(Items listed in a dataset)
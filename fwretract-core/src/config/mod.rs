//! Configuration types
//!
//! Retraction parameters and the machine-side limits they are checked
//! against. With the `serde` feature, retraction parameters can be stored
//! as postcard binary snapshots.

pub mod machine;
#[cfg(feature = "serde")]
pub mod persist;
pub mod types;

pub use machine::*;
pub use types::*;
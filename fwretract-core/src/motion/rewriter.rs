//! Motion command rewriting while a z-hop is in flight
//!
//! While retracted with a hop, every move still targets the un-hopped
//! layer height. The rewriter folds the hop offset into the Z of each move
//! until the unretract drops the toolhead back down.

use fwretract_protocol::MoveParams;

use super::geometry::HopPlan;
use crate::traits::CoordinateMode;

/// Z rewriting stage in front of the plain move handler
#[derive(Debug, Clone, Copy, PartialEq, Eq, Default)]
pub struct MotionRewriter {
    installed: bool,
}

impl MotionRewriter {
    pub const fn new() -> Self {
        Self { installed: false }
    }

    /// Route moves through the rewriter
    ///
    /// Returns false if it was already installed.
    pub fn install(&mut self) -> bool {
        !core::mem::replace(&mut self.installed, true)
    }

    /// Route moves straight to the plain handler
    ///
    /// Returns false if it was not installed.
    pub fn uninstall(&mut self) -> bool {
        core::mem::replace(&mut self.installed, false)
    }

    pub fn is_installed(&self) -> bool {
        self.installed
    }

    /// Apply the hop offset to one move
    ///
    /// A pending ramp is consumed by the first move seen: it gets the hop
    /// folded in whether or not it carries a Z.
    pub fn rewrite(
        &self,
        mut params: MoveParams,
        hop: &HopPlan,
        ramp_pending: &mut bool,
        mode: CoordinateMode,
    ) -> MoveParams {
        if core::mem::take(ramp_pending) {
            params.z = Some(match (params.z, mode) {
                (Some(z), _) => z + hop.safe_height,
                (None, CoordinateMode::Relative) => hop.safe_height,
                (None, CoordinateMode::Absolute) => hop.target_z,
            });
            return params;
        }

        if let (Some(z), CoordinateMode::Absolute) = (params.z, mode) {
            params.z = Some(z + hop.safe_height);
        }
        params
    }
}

--

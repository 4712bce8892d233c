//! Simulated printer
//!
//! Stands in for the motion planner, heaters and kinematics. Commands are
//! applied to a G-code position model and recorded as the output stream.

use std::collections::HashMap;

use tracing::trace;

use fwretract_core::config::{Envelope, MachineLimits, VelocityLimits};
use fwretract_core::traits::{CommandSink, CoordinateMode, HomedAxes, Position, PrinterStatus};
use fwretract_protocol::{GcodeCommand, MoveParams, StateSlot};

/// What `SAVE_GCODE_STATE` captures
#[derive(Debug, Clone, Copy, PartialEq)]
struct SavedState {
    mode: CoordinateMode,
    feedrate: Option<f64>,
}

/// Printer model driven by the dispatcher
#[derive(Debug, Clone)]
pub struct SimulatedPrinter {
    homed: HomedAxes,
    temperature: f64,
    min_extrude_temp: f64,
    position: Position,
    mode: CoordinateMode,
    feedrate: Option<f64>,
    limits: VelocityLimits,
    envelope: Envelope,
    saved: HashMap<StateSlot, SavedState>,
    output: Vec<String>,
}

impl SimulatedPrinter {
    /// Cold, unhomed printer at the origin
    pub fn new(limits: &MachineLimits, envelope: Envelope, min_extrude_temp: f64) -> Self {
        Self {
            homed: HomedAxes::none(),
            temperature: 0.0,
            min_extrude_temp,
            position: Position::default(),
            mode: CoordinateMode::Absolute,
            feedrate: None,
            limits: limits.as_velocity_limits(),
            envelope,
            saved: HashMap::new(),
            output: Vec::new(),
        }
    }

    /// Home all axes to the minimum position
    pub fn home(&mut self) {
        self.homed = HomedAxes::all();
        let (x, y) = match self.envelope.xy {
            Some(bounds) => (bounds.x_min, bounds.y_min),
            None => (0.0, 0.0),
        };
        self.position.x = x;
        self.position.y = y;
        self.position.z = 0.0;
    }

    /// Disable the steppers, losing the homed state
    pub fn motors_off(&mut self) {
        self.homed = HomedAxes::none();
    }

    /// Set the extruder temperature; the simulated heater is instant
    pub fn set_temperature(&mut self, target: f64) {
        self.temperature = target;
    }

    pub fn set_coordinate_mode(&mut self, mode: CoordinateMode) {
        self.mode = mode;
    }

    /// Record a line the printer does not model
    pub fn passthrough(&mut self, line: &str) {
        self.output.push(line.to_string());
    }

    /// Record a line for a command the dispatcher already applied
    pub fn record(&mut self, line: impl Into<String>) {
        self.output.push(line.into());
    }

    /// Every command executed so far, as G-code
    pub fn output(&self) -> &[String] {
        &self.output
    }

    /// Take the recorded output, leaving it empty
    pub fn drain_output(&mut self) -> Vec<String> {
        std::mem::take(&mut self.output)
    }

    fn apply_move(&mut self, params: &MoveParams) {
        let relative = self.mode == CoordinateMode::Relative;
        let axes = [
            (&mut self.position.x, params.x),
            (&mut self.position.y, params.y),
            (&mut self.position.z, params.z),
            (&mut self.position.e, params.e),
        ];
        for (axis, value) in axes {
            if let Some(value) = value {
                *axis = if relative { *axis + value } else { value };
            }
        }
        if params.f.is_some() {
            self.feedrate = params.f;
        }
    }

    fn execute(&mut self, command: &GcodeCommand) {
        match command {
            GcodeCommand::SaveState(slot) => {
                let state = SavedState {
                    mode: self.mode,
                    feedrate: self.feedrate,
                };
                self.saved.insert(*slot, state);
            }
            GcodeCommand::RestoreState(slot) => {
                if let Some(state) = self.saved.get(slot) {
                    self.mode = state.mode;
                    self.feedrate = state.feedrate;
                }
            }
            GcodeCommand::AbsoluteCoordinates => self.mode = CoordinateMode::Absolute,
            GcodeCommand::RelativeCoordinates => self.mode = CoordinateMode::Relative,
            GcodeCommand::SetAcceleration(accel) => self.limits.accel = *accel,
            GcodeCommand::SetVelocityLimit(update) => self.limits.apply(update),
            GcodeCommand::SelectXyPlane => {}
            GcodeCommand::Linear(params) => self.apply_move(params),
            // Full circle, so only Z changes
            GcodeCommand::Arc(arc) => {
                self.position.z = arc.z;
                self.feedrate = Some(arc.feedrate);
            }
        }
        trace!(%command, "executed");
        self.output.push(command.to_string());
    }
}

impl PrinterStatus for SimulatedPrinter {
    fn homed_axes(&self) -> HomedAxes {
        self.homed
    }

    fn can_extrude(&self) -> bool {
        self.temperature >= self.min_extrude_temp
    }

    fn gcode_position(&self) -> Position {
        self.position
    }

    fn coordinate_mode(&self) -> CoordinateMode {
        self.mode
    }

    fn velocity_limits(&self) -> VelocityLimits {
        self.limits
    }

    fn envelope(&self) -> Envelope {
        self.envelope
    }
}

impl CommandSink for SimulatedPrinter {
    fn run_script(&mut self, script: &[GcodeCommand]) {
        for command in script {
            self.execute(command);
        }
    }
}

### Requirement
Return only the number of lines above that include the word "replace".

### Result
2